*AIM OF THE TASK*. From start to end, print the entire listing below exactly.

-------- MATERIAL PROVIDED --------

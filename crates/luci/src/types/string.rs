//! String methods.

use crate::errors::{ErrorObj, EvalResult, Flow};
use crate::evaluator::Evaluator;
use crate::object::{alloc, boolean_obj, integer_obj, string_obj, ObjectKind, ObjectRef};
use crate::token::Token;

use super::{expect_method_args, wrong_receiver, TypeTable};

pub fn table() -> TypeTable {
    let mut table = TypeTable::default();
    table.method("clear", "", "str", clear);
    table.method("is_empty", "", "bool", is_empty);
    table.method("size", "", "int", size);
    table.method("starts_with", "str", "bool", starts_with);
    table.method("ends_with", "str", "bool", ends_with);
    table.method("find", "str", "int", find);
    table.method("replace", "str, str", "str", replace);
    table.method("split", "str", "[str]", split);
    table.method("join", "[str]", "str", join);
    table
}

fn receiver_text(receiver: &ObjectRef, name: &str) -> Result<String, Flow> {
    match &receiver.borrow().kind {
        ObjectKind::Str(text) => Ok(text.clone()),
        _ => Err(wrong_receiver(name, "String", receiver)),
    }
}

fn string_argument(values: &[ObjectRef], index: usize, name: &str) -> Result<String, Flow> {
    match &values[index].borrow().kind {
        ObjectKind::Str(text) => Ok(text.clone()),
        _ => Err(Flow::Error(ErrorObj::type_err(format!(
            "{name}: expected argument {} of type str",
            index + 1
        )))),
    }
}

fn clear(
    _evaluator: &mut Evaluator<'_>,
    receiver: &ObjectRef,
    values: Vec<ObjectRef>,
    _token: &Token,
) -> EvalResult {
    expect_method_args("clear", &values, &[0])?;
    if receiver.borrow().frozen > 0 {
        return Err(Flow::Error(ErrorObj::type_err(
            "string clear expects a non-frozen object",
        )));
    }
    match &mut receiver.borrow_mut().kind {
        ObjectKind::Str(text) => text.clear(),
        _ => return Err(wrong_receiver("clear", "String", receiver)),
    }
    Ok(receiver.clone())
}

fn is_empty(
    _evaluator: &mut Evaluator<'_>,
    receiver: &ObjectRef,
    values: Vec<ObjectRef>,
    _token: &Token,
) -> EvalResult {
    expect_method_args("is_empty", &values, &[0])?;
    let text = receiver_text(receiver, "is_empty")?;
    Ok(boolean_obj(text.is_empty()))
}

fn size(
    _evaluator: &mut Evaluator<'_>,
    receiver: &ObjectRef,
    values: Vec<ObjectRef>,
    _token: &Token,
) -> EvalResult {
    expect_method_args("size", &values, &[0])?;
    let text = receiver_text(receiver, "size")?;
    Ok(integer_obj(text.chars().count() as i64))
}

fn starts_with(
    _evaluator: &mut Evaluator<'_>,
    receiver: &ObjectRef,
    values: Vec<ObjectRef>,
    _token: &Token,
) -> EvalResult {
    expect_method_args("starts_with", &values, &[1])?;
    let text = receiver_text(receiver, "starts_with")?;
    let prefix = string_argument(&values, 0, "starts_with")?;
    Ok(boolean_obj(text.starts_with(&prefix)))
}

fn ends_with(
    _evaluator: &mut Evaluator<'_>,
    receiver: &ObjectRef,
    values: Vec<ObjectRef>,
    _token: &Token,
) -> EvalResult {
    expect_method_args("ends_with", &values, &[1])?;
    let text = receiver_text(receiver, "ends_with")?;
    let suffix = string_argument(&values, 0, "ends_with")?;
    Ok(boolean_obj(text.ends_with(&suffix)))
}

/// Character index of the first occurrence, -1 when absent.
fn find(
    _evaluator: &mut Evaluator<'_>,
    receiver: &ObjectRef,
    values: Vec<ObjectRef>,
    _token: &Token,
) -> EvalResult {
    expect_method_args("find", &values, &[1])?;
    let text = receiver_text(receiver, "find")?;
    let needle = string_argument(&values, 0, "find")?;
    match text.find(&needle) {
        Some(byte_index) => {
            let char_index = text[..byte_index].chars().count();
            Ok(integer_obj(char_index as i64))
        }
        None => Ok(integer_obj(-1)),
    }
}

fn replace(
    _evaluator: &mut Evaluator<'_>,
    receiver: &ObjectRef,
    values: Vec<ObjectRef>,
    _token: &Token,
) -> EvalResult {
    expect_method_args("replace", &values, &[2])?;
    let text = receiver_text(receiver, "replace")?;
    let from = string_argument(&values, 0, "replace")?;
    let to = string_argument(&values, 1, "replace")?;
    Ok(string_obj(text.replace(&from, &to)))
}

/// Splits on any of the delimiter characters (default whitespace),
/// dropping empty tokens.
fn split(
    _evaluator: &mut Evaluator<'_>,
    receiver: &ObjectRef,
    values: Vec<ObjectRef>,
    _token: &Token,
) -> EvalResult {
    expect_method_args("split", &values, &[0, 1])?;
    let text = receiver_text(receiver, "split")?;
    let delimiters = if values.is_empty() {
        " \t\n\r".to_string()
    } else {
        string_argument(&values, 0, "split")?
    };
    let tokens: Vec<ObjectRef> = text
        .split(|ch: char| delimiters.contains(ch))
        .filter(|token| !token.is_empty())
        .map(string_obj)
        .collect();
    Ok(alloc(ObjectKind::Array(tokens)))
}

/// Joins an array of strings with the receiver as separator.
fn join(
    _evaluator: &mut Evaluator<'_>,
    receiver: &ObjectRef,
    values: Vec<ObjectRef>,
    _token: &Token,
) -> EvalResult {
    expect_method_args("join", &values, &[1])?;
    let separator = receiver_text(receiver, "join")?;
    let parts: Vec<String> = match &values[0].borrow().kind {
        ObjectKind::Array(items) => {
            let mut parts = Vec::with_capacity(items.len());
            for item in items {
                match &item.borrow().kind {
                    ObjectKind::Str(text) => parts.push(text.clone()),
                    _ => {
                        return Err(Flow::Error(ErrorObj::type_err(
                            "join: expected argument 1 of type array of str",
                        )))
                    }
                }
            }
            parts
        }
        _ => {
            return Err(Flow::Error(ErrorObj::type_err(
                "join: expected argument 1 of type array",
            )))
        }
    };
    Ok(string_obj(parts.join(&separator)))
}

--------

*FINISHED EXERCISE*.
filename crates/luci/src/types/string.rs
//! String methods.

use crate::errors::{ErrorObj, EvalResult, Flow};
use crate::evaluator::Evaluator;
use crate::object::{alloc, boolean_obj, integer_obj, string_obj, ObjectKind, ObjectRef};
use crate::token::Token;

use super::{expect_method_args, wrong_receiver, TypeTable};

pub fn table() -> TypeTable {
    let mut table = TypeTable::default();
    table.method("clear", "", "str", clear);
    table.method("is_empty", "", "bool", is_empty);
    table.method("size", "", "int", size);
    table.method("starts_with", "str", "bool", starts_with);
    table.method("ends_with", "str", "bool", ends_with);
    table.method("find", "str", "int", find);
    table.method("replace", "str, str", "str", replace);
    table.method("split", "str", "[str]", split);
    table.method("join", "[str]", "str", join);
    table
}

fn receiver_text(receiver: &ObjectRef, name: &str) -> Result<String, Flow> {
    match &receiver.borrow().kind {
        ObjectKind::Str(text) => Ok(text.clone()),
        _ => Err(wrong_receiver(name, "String", receiver)),
    }
}

fn string_argument(values: &[ObjectRef], index: usize, name: &str) -> Result<String, Flow> {
    match &values[index].borrow().kind {
        ObjectKind::Str(text) => Ok(text.clone()),
        _ => Err(Flow::Error(ErrorObj::type_err(format!(
            "{name}: expected argument {} of type str",
            index + 1
        )))),
    }
}

fn clear(
    _evaluator: &mut Evaluator<'_>,
    receiver: &ObjectRef,
    values: Vec<ObjectRef>,
    _token: &Token,
) -> EvalResult {
    expect_method_args("clear", &values, &[0])?;
    if receiver.borrow().frozen > 0 {
        return Err(Flow::Error(ErrorObj::type_err(
            "string clear expects a non-frozen object",
        )));
    }
    match &mut receiver.borrow_mut().kind {
        ObjectKind::Str(text) => text.clear(),
        _ => return Err(wrong_receiver("clear", "String", receiver)),
    }
    Ok(receiver.clone())
}

fn is_empty(
    _evaluator: &mut Evaluator<'_>,
    receiver: &ObjectRef,
    values: Vec<ObjectRef>,
    _token: &Token,
) -> EvalResult {
    expect_method_args("is_empty", &values, &[0])?;
    let text = receiver_text(receiver, "is_empty")?;
    Ok(boolean_obj(text.is_empty()))
}

fn size(
    _evaluator: &mut Evaluator<'_>,
    receiver: &ObjectRef,
    values: Vec<ObjectRef>,
    _token: &Token,
) -> EvalResult {
    expect_method_args("size", &values, &[0])?;
    let text = receiver_text(receiver, "size")?;
    Ok(integer_obj(text.chars().count() as i64))
}

fn starts_with(
    _evaluator: &mut Evaluator<'_>,
    receiver: &ObjectRef,
    values: Vec<ObjectRef>,
    _token: &Token,
) -> EvalResult {
    expect_method_args("starts_with", &values, &[1])?;
    let text = receiver_text(receiver, "starts_with")?;
    let prefix = string_argument(&values, 0, "starts_with")?;
    Ok(boolean_obj(text.starts_with(&prefix)))
}

fn ends_with(
    _evaluator: &mut Evaluator<'_>,
    receiver: &ObjectRef,
    values: Vec<ObjectRef>,
    _token: &Token,
) -> EvalResult {
    expect_method_args("ends_with", &values, &[1])?;
    let text = receiver_text(receiver, "ends_with")?;
    let suffix = string_argument(&values, 0, "ends_with")?;
    Ok(boolean_obj(text.ends_with(&suffix)))
}

/// Character index of the first occurrence, -1 when absent.
fn find(
    _evaluator: &mut Evaluator<'_>,
    receiver: &ObjectRef,
    values: Vec<ObjectRef>,
    _token: &Token,
) -> EvalResult {
    expect_method_args("find", &values, &[1])?;
    let text = receiver_text(receiver, "find")?;
    let needle = string_argument(&values, 0, "find")?;
    match text.find(&needle) {
        Some(byte_index) => {
            let char_index = text[..byte_index].chars().count();
            Ok(integer_obj(char_index as i64))
        }
        None => Ok(integer_obj(-1)),
    }
}

fn replace(
    _evaluator: &mut Evaluator<'_>,
    receiver: &ObjectRef,
    values: Vec<ObjectRef>,
    _token: &Token,
) -> EvalResult {
    expect_method_args("replace", &values, &[2])?;
    let text = receiver_text(receiver, "replace")?;
    let from = string_argument(&values, 0, "replace")?;
    let to = string_argument(&values, 1, "replace")?;
    Ok(string_obj(text.replace(&from, &to)))
}

/// Splits on any of the delimiter characters (default whitespace),
/// dropping empty tokens.
fn split(
    _evaluator: &mut Evaluator<'_>,
    receiver: &ObjectRef,
    values: Vec<ObjectRef>,
    _token: &Token,
) -> EvalResult {
    expect_method_args("split", &values, &[0, 1])?;
    let text = receiver_text(receiver, "split")?;
    let delimiters = if values.is_empty() {
        " \t\n\r".to_string()
    } else {
        string_argument(&values, 0, "split")?
    };
    let tokens: Vec<ObjectRef> = text
        .split(|ch: char| delimiters.contains(ch))
        .filter(|token| !token.is_empty())
        .map(string_obj)
        .collect();
    Ok(alloc(ObjectKind::Array(tokens)))
}

/// Joins an array of strings with the receiver as separator.
fn join(
    _evaluator: &mut Evaluator<'_>,
    receiver: &ObjectRef,
    values: Vec<ObjectRef>,
    _token: &Token,
) -> EvalResult {
    expect_method_args("join", &values, &[1])?;
    let separator = receiver_text(receiver, "join")?;
    let parts: Vec<String> = match &values[0].borrow().kind {
        ObjectKind::Array(items) => {
            let mut parts = Vec::with_capacity(items.len());
            for item in items {
                match &item.borrow().kind {
                    ObjectKind::Str(text) => parts.push(text.clone()),
                    _ => {
                        return Err(Flow::Error(ErrorObj::type_err(
                            "join: expected argument 1 of type array of str",
                        )))
                    }
                }
            }
            parts
        }
        _ => {
            return Err(Flow::Error(ErrorObj::type_err(
                "join: expected argument 1 of type array",
            )))
        }
    };
    Ok(string_obj(parts.join(&separator)))
}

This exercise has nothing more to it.